I have a hard time looking for documentation of the abstract attribute. I guess it helps forcing a user to provide an implementation, i.e, override member functions in SignalSlotManager with an implementation. In that case, I should use it in SignalSlotManager.

What I actually want is multiple inheritance. The managing code can be split into SignalManager and SlotManager for classes that have only signals or only slots. Classes that have both should inherit both. This can only be done with interfaces, AFAIK. An abstract class would require the Manager to be at the top of the inheritance tree, which is a tough requirement to put on users. Using interfaces and mixing in the implementation of managing code makes it possible to equip any existing class with signals and/or slots by deriving from it, plus from one or two interfaces.

So I hope interfaces get fixed soon so I can just use them and toss SignalSlotManager.

I am not sure one would always want the owning class to manage its signals and slots. The most important managing code is in the signals and slots themselves. The only reason why I made it a requirement now is  to allow more RTTI than D currently provides. Currently, that information is only used in the warning message produced by the free connect() function, when it is called with incompatible arguments.
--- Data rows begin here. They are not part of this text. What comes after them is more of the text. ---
//! Entry form: transient field values plus per-field validation errors.

use std::collections::BTreeMap;
use std::fmt;

use crate::models::{EntryStatus, EntryUpdate, NewEntry, ScamMethod, ScammerEntry};

pub const DISCORD_ID_LEN: usize = 18;

#[derive(Debug, Clone, Copy, PartialEq, Eq, PartialOrd, Ord, Hash)]
pub enum Field {
    DiscordId,
    DiscordName,
    ScamMethod,
    Description,
}

impl Field {
    pub fn label(&self) -> &'static str {
        match self {
            Field::DiscordId => "Discord ID",
            Field::DiscordName => "Discord name",
            Field::ScamMethod => "Scam method",
            Field::Description => "Description",
        }
    }
}

/// Field-level validation messages, ordered by field
#[derive(Debug, Clone, Default, PartialEq, Eq)]
pub struct FormErrors(BTreeMap<Field, String>);

impl FormErrors {
    pub fn is_empty(&self) -> bool {
        self.0.is_empty()
    }

    #[cfg(test)]
    pub fn get(&self, field: Field) -> Option<&str> {
        self.0.get(&field).map(String::as_str)
    }

    pub fn iter(&self) -> impl Iterator<Item = (Field, &str)> {
        self.0.iter().map(|(f, m)| (*f, m.as_str()))
    }

    fn insert(&mut self, field: Field, message: &str) {
        self.0.insert(field, message.to_string());
    }

    fn remove(&mut self, field: Field) {
        self.0.remove(&field);
    }
}

impl fmt::Display for FormErrors {
    fn fmt(&self, f: &mut fmt::Formatter<'_>) -> fmt::Result {
        let parts: Vec<String> = self
            .iter()
            .map(|(field, message)| format!("{}: {}", field.label(), message))
            .collect();
        f.write_str(&parts.join("; "))
    }
}

/// `true` when `value` is exactly eighteen ASCII digits
pub fn is_valid_discord_id(value: &str) -> bool {
    value.len() == DISCORD_ID_LEN && value.bytes().all(|b| b.is_ascii_digit())
}

#[derive(Debug, Clone, PartialEq, Eq)]
pub enum FormMode {
    Create,
    Edit { id: String },
}

#[derive(Debug, Clone, PartialEq)]
pub struct EntryForm {
    mode: FormMode,
    pub discord_id: String,
    pub discord_name: String,
    pub scam_method: Option<ScamMethod>,
    pub description: String,
    status: EntryStatus,
    errors: FormErrors,
}

impl EntryForm {
    /// Empty form for a new record; status is fixed to active
    pub fn create() -> Self {
        Self {
            mode: FormMode::Create,
            discord_id: String::new(),
            discord_name: String::new(),
            scam_method: None,
            description: String::new(),
            status: EntryStatus::Active,
            errors: FormErrors::default(),
        }
    }

    /// Form pre-filled from an existing record
    pub fn edit(entry: &ScammerEntry) -> Self {
        Self {
            mode: FormMode::Edit {
                id: entry.id.clone(),
            },
            discord_id: entry.discord_id.clone(),
            discord_name: entry.discord_name.clone(),
            scam_method: Some(entry.scam_method),
            description: entry.description.clone(),
            status: entry.status,
            errors: FormErrors::default(),
        }
    }

    pub fn mode(&self) -> &FormMode {
        &self.mode
    }

    pub fn is_edit(&self) -> bool {
        matches!(self.mode, FormMode::Edit { .. })
    }

    pub fn status(&self) -> EntryStatus {
        self.status
    }

    pub fn errors(&self) -> &FormErrors {
        &self.errors
    }

    pub fn set_discord_id(&mut self, value: impl Into<String>) {
        self.discord_id = value.into();
        self.errors.remove(Field::DiscordId);
    }

    pub fn set_discord_name(&mut self, value: impl Into<String>) {
        self.discord_name = value.into();
        self.errors.remove(Field::DiscordName);
    }

    pub fn set_scam_method(&mut self, value: ScamMethod) {
        self.scam_method = Some(value);
        self.errors.remove(Field::ScamMethod);
    }

    pub fn set_description(&mut self, value: impl Into<String>) {
        self.description = value.into();
        self.errors.remove(Field::Description);
    }

    /// Status can only change on an existing record. Returns whether the
    /// value was accepted.
    pub fn set_status(&mut self, value: EntryStatus) -> bool {
        if !self.is_edit() {
            return false;
        }
        self.status = value;
        true
    }

    /// Validate every field, replacing the stored errors. Returns `true` when
    /// the form may be submitted.
    pub fn validate(&mut self) -> bool {
        let mut errors = FormErrors::default();

        if self.discord_id.trim().is_empty() {
            errors.insert(Field::DiscordId, "Discord ID is required");
        } else if !is_valid_discord_id(&self.discord_id) {
            errors.insert(Field::DiscordId, "Discord ID must be exactly 18 digits");
        }

        if self.discord_name.trim().is_empty() {
            errors.insert(Field::DiscordName, "Discord name is required");
        }

        if self.scam_method.is_none() {
            errors.insert(Field::ScamMethod, "Choose a scam method");
        }

        if self.description.trim().is_empty() {
            errors.insert(Field::Description, "Description is required");
        }

        self.errors = errors;
        self.errors.is_empty()
    }

    /// Payload for `POST /api/scammers`
    pub fn to_new_entry(&mut self) -> Result<NewEntry, FormErrors> {
        let scam_method = self.checked_method()?;
        Ok(NewEntry {
            discord_id: self.discord_id.clone(),
            discord_name: self.discord_name.trim().to_string(),
            scam_method,
            description: self.description.trim().to_string(),
        })
    }

    /// Payload for `PUT /api/scammers/{id}`; includes the status
    pub fn to_update(&mut self) -> Result<EntryUpdate, FormErrors> {
        let scam_method = self.checked_method()?;
        Ok(EntryUpdate {
            discord_id: Some(self.discord_id.clone()),
            discord_name: Some(self.discord_name.trim().to_string()),
            scam_method: Some(scam_method),
            description: Some(self.description.trim().to_string()),
            status: Some(self.status),
        })
    }

    fn checked_method(&mut self) -> Result<ScamMethod, FormErrors> {
        if !self.validate() {
            return Err(self.errors.clone());
        }
        self.scam_method.ok_or_else(|| self.errors.clone())
    }
}
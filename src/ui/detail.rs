use super::{format_date, panel, status_label, Theme};
use crate::models::ScammerEntry;

pub fn render_detail(entry: &ScammerEntry, theme: Theme) -> String {
    let mut lines = vec![
        format!("Discord ID:   {}", entry.discord_id),
        format!("Discord name: {}", entry.discord_name),
        format!(
            "Scam method:  {} ({})",
            entry.scam_method.display_name(),
            entry.scam_method.wire_label()
        ),
        format!("Status:       {}", status_label(entry.status)),
        format!("Added:        {}", format_date(&entry.created_at)),
    ];
    if entry.updated_at != entry.created_at {
        lines.push(format!("Updated:      {}", format_date(&entry.updated_at)));
    }
    lines.push(format!("Record ID:    {}", entry.id));
    lines.push(String::new());
    lines.push("Description:".to_string());
    lines.extend(entry.description.lines().map(|l| format!("  {}", l)));

    panel(theme, "Record details", &lines)
}
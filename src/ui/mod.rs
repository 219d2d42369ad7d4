//! Text renderers for the console views.
//!
//! Every renderer is a pure function of its data and a `Theme`; there is a
//! single code path per component regardless of the look.

mod detail;
mod header;
mod notice;
mod table;
mod theme;

pub use detail::render_detail;
pub use header::{render_header, render_loading};
pub use notice::{render_form_errors, render_notice, Notice};
pub use table::render_table;
pub use theme::Theme;

use chrono::{DateTime, Utc};

use crate::models::EntryStatus;

/// `dd.mm.yyyy`, the date format the registry has always used
pub fn format_date(date: &DateTime<Utc>) -> String {
    date.format("%d.%m.%Y").to_string()
}

pub fn status_label(status: EntryStatus) -> &'static str {
    match status {
        EntryStatus::Active => "Active",
        EntryStatus::Inactive => "Inactive",
    }
}

/// Width in terminal columns, counting each char as one column
fn width(s: &str) -> usize {
    s.chars().count()
}

fn pad(s: &str, to: usize) -> String {
    let mut out = s.to_string();
    out.extend(std::iter::repeat(' ').take(to.saturating_sub(width(s))));
    out
}

/// Cut `s` to at most `max` columns, marking the cut with an ellipsis
fn truncate(s: &str, max: usize) -> String {
    if width(s) <= max {
        return s.to_string();
    }
    let mut out: String = s.chars().take(max.saturating_sub(1)).collect();
    out.push('…');
    out
}

/// Frame `lines` under `title`. Plain panels underline the title instead.
fn panel(theme: Theme, title: &str, lines: &[String]) -> String {
    let inner = lines
        .iter()
        .map(|l| width(l))
        .chain(std::iter::once(width(title)))
        .max()
        .unwrap_or(0);
    let rule: String = std::iter::repeat(theme.horizontal()).take(inner).collect();

    let mut out = Vec::with_capacity(lines.len() + 4);
    match theme.frame() {
        Some([top_left, top_right, bottom_left, bottom_right]) => {
            let (left, right) = theme.row_edges();
            let (rule_left, rule_right) = theme.rule_edges();
            out.push(format!("{}{}{}", top_left, rule, top_right));
            out.push(format!("{}{}{}", left, pad(title, inner), right));
            out.push(format!("{}{}{}", rule_left, rule, rule_right));
            for line in lines {
                out.push(format!("{}{}{}", left, pad(line, inner), right));
            }
            out.push(format!("{}{}{}", bottom_left, rule, bottom_right));
        }
        None => {
            out.push(title.to_string());
            let underline: String = std::iter::repeat(theme.horizontal()).take(width(title)).collect();
            out.push(underline);
            out.extend(lines.iter().map(|l| l.trim_end().to_string()));
        }
    }
    out.join("\n")
}

#[cfg(test)]
mod tests {
    use super::*;
    use chrono::TimeZone;

    #[test]
    fn test_format_date() {
        let date = Utc.with_ymd_and_hms(2025, 3, 4, 23, 59, 0).unwrap();
        assert_eq!(format_date(&date), "04.03.2025");
    }

    #[test]
    fn test_panel_frames_every_line_to_same_width() {
        let lines = vec!["short".to_string(), "a longer line".to_string()];
        let boxed = panel(Theme::Boxed, "Title", &lines);
        let widths: Vec<usize> = boxed.lines().map(width).collect();
        assert!(widths.iter().all(|w| *w == widths[0]), "{}", boxed);
        assert!(boxed.starts_with("┌─"));

        let plain = panel(Theme::Plain, "Title", &lines);
        assert_eq!(plain, "Title\n-----\nshort\na longer line");
    }

    #[test]
    fn test_pad_and_truncate_count_chars() {
        assert_eq!(pad("Фишинг", 8), "Фишинг  ");
        assert_eq!(truncate("abcdef", 4), "abc…");
        assert_eq!(truncate("abc", 4), "abc");
    }
}
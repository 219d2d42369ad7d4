//! Admin login view (`/admin/login`)

use std::sync::Arc;

use crate::models::UserProfile;
use crate::routes::Route;
use crate::session::{AuthOutcome, SessionStore};

pub struct LoginPage {
    session: Arc<SessionStore>,
    error: Option<String>,
}

impl LoginPage {
    pub fn new(session: Arc<SessionStore>) -> Self {
        Self {
            session,
            error: None,
        }
    }

    /// An already logged-in visitor is sent straight on to the dashboard
    pub fn redirect_if_authenticated(&self) -> Option<Route> {
        self.session
            .is_authenticated()
            .then_some(Route::AdminDashboard)
    }

    /// Submit the form. On success returns the route to navigate to; on
    /// failure the message is kept for `error()`.
    pub async fn submit(&mut self, username: &str, password: &str) -> Option<(Route, UserProfile)> {
        self.error = None;

        if username.trim().is_empty() || password.is_empty() {
            self.error = Some("Enter a username and password".to_string());
            return None;
        }

        match self.session.login(username.trim(), password).await {
            AuthOutcome::Success(user) => Some((Route::AdminDashboard, user)),
            AuthOutcome::Failure { message } => {
                self.error = Some(message);
                None
            }
        }
    }

    pub fn error(&self) -> Option<&str> {
        self.error.as_deref()
    }
}

#[cfg(test)]
mod tests {
    use super::*;
    use crate::session::MemoryTokenStorage;
    use crate::test_support::{FakeRegistry, ADMIN_PASSWORD, ADMIN_USER};

    async fn page() -> (Arc<FakeRegistry>, LoginPage) {
        let api = Arc::new(FakeRegistry::new());
        let session = Arc::new(SessionStore::new(api.clone(), Box::new(MemoryTokenStorage::new())));
        session.initialize().await;
        (api, LoginPage::new(session))
    }

    #[tokio::test]
    async fn test_successful_login_navigates_to_dashboard() {
        let (_, mut page) = page().await;
        assert_eq!(page.redirect_if_authenticated(), None);

        let (route, user) = page.submit(ADMIN_USER, ADMIN_PASSWORD).await.unwrap();
        assert_eq!(route, Route::AdminDashboard);
        assert_eq!(user.username, ADMIN_USER);
        assert_eq!(page.error(), None);
        assert_eq!(page.redirect_if_authenticated(), Some(Route::AdminDashboard));
    }

    #[tokio::test]
    async fn test_failed_login_shows_server_message() {
        let (_, mut page) = page().await;

        assert!(page.submit(ADMIN_USER, "nope").await.is_none());
        assert_eq!(page.error(), Some("Incorrect username or password"));
    }

    #[tokio::test]
    async fn test_blank_fields_do_not_hit_the_api() {
        let (api, mut page) = page().await;

        assert!(page.submit("  ", "pw").await.is_none());
        assert!(page.submit(ADMIN_USER, "").await.is_none());
        assert_eq!(api.calls("login"), 0);
        assert!(page.error().is_some());
    }
}
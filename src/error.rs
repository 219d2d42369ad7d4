use reqwest::StatusCode;
use thiserror::Error;

use crate::form::FormErrors;

#[derive(Error, Debug)]
pub enum ConsoleError {
    // Configuration errors
    #[error("Invalid config: {message}")]
    ConfigValidation { message: String },

    // Token storage errors
    #[error("Failed to save session to '{path}': {source}")]
    StorageSave {
        path: String,
        #[source]
        source: std::io::Error,
    },

    #[error("Failed to load session from '{path}': {source}")]
    StorageLoad {
        path: String,
        #[source]
        source: std::io::Error,
    },

    #[error("Failed to parse session file '{path}': {source}")]
    StorageParse {
        path: String,
        #[source]
        source: serde_json::Error,
    },

    // Form errors
    #[error("Form is invalid: {0}")]
    Validation(FormErrors),

    // API errors
    /// A protected endpoint rejected the bearer token (HTTP 401).
    #[error("Session expired or invalid, please log in again")]
    Unauthorized,

    #[error("Not logged in")]
    NotAuthenticated,

    #[error("API error ({status}): {detail}")]
    Api { status: StatusCode, detail: String },

    #[error("Request failed: {0}")]
    Transport(#[from] reqwest::Error),

    #[error("Invalid API base URL '{url}': {message}")]
    BaseUrl { url: String, message: String },

    #[error("Record not found: {id}")]
    EntryNotFound { id: String },

    // Generic errors
    #[error("Internal error: {message}")]
    Internal { message: String },
}

impl ConsoleError {
    /// Message suitable for showing to the user as-is.
    ///
    /// API errors surface the server-supplied `detail` without the status prefix.
    pub fn user_message(&self) -> String {
        match self {
            ConsoleError::Api { detail, .. } => detail.clone(),
            other => other.to_string(),
        }
    }

    pub fn is_unauthorized(&self) -> bool {
        matches!(self, ConsoleError::Unauthorized)
    }
}

impl From<std::io::Error> for ConsoleError {
    fn from(err: std::io::Error) -> Self {
        ConsoleError::Internal {
            message: err.to_string(),
        }
    }
}

impl From<serde_json::Error> for ConsoleError {
    fn from(err: serde_json::Error) -> Self {
        ConsoleError::Internal {
            message: err.to_string(),
        }
    }
}

impl From<FormErrors> for ConsoleError {
    fn from(errors: FormErrors) -> Self {
        ConsoleError::Validation(errors)
    }
}

pub type Result<T> = std::result::Result<T, ConsoleError>;
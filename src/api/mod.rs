//! Registry API client
//!
//! `RegistryApi` is the seam between page logic and the network. Protected
//! calls take the bearer token as an explicit argument; there is no shared
//! default header that could leak between sessions.

mod http;

pub use http::HttpRegistry;

use async_trait::async_trait;

use crate::error::Result;
use crate::models::{
    Credentials, EntryUpdate, ListQuery, NewEntry, ScammerEntry, Statistics, TokenResponse,
    UserProfile,
};

#[async_trait]
pub trait RegistryApi: Send + Sync {
    /// `POST /api/auth/login`
    async fn login(&self, credentials: &Credentials) -> Result<TokenResponse>;

    /// `POST /api/auth/register`
    async fn register(&self, credentials: &Credentials) -> Result<UserProfile>;

    /// `GET /api/auth/me`
    async fn current_user(&self, token: &str) -> Result<UserProfile>;

    /// `GET /api/scammers/public`
    async fn list_public(&self, query: &ListQuery) -> Result<Vec<ScammerEntry>>;

    /// `GET /api/scammers`
    async fn list(&self, token: &str, query: &ListQuery) -> Result<Vec<ScammerEntry>>;

    /// `GET /api/scammers/{id}`
    async fn get(&self, token: &str, id: &str) -> Result<ScammerEntry>;

    /// `POST /api/scammers`
    async fn create(&self, token: &str, entry: &NewEntry) -> Result<ScammerEntry>;

    /// `PUT /api/scammers/{id}`
    async fn update(&self, token: &str, id: &str, update: &EntryUpdate) -> Result<ScammerEntry>;

    /// `DELETE /api/scammers/{id}`, returns the server's confirmation message
    async fn delete(&self, token: &str, id: &str) -> Result<String>;

    /// `GET /api/statistics`
    async fn statistics(&self) -> Result<Statistics>;
}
An implementation of a Qt Designer equivalent would also need it. And I use it to implement a discard() method for owning classes, that cuts all connections (see the example).

There may be cases where you do not need discarding functionality and are not interested in the benefits of RTTI. Therefore, future versions of dcouple may be split into two levels, with and without managing owners.

>  Also, a production implementation may want to take multithreading into consideration (though I couldn't say how without a longer look at the source code).

Of course, I need to dive into that at some point. It will be my debute with multi-threading. I know that Qt as well has some restrictions on how you can use signals and slots in different threads, but Trolltech claims they can tackle slots that get deleted while a signal is emitting. I have not looked at any of their internal code yet, and they have the benefit of a pre-processor and meta object compiler.

> All in all this seems quite cool though.  I've always used proxy objects for this purpose, and the signal/slot mechanism seems a bit more flexible.

Nice to hear :-) For me it is a fun way to learn D. So far I am enjoying myself, although I have used a fair amount of time struggling with the interfaces bug.


Bastiaan.
September 17, 2004
Bastiaan Veelo wrote:
> Sean Kelly wrote:
> 
>>
>> Just a few quick comments (more once I find some time to play with this)... can you use abstract classes instead of interfaces?  Or are both broken for your purposes?
> 
> 
> I have a hard time looking for documentation of the abstract attribute. I guess it helps forcing a user to provide an implementation, i.e, override member functions in SignalSlotManager with an implementation. In that case, I should use it in SignalSlotManager.

This is now in the repository.

Bastiaan.
September 17, 2004
In article <cieepi$10vt$1@digitaldaemon.com>, Bastiaan Veelo says...
>
>>  Also, a production implementation may
>> want to take multithreading into consideration (though I couldn't say
>> how without a longer look at the source code).
>
>Of course, I need to dive into that at some point. It will be my debute with multi-threading. I know that Qt as well has some restrictions on how you can use signals and slots in different threads, but Trolltech claims they can tackle slots that get deleted while a signal is emitting. I have not looked at any of their internal code yet, and they have the benefit of a pre-processor and meta object compiler.

The most obvious way I can think of would be to use a counter.  Have a signal increment an "in use" counter on entrance and decrement the counter on exit. The slot would first detach the object reference so no more signals could be sent and then wait for the counter to drop to zero before continuing.  You could probably use atomic CAS for everything to avoid the need for synchronization blocks (Ben has CompareAndSwap in his MinTL library).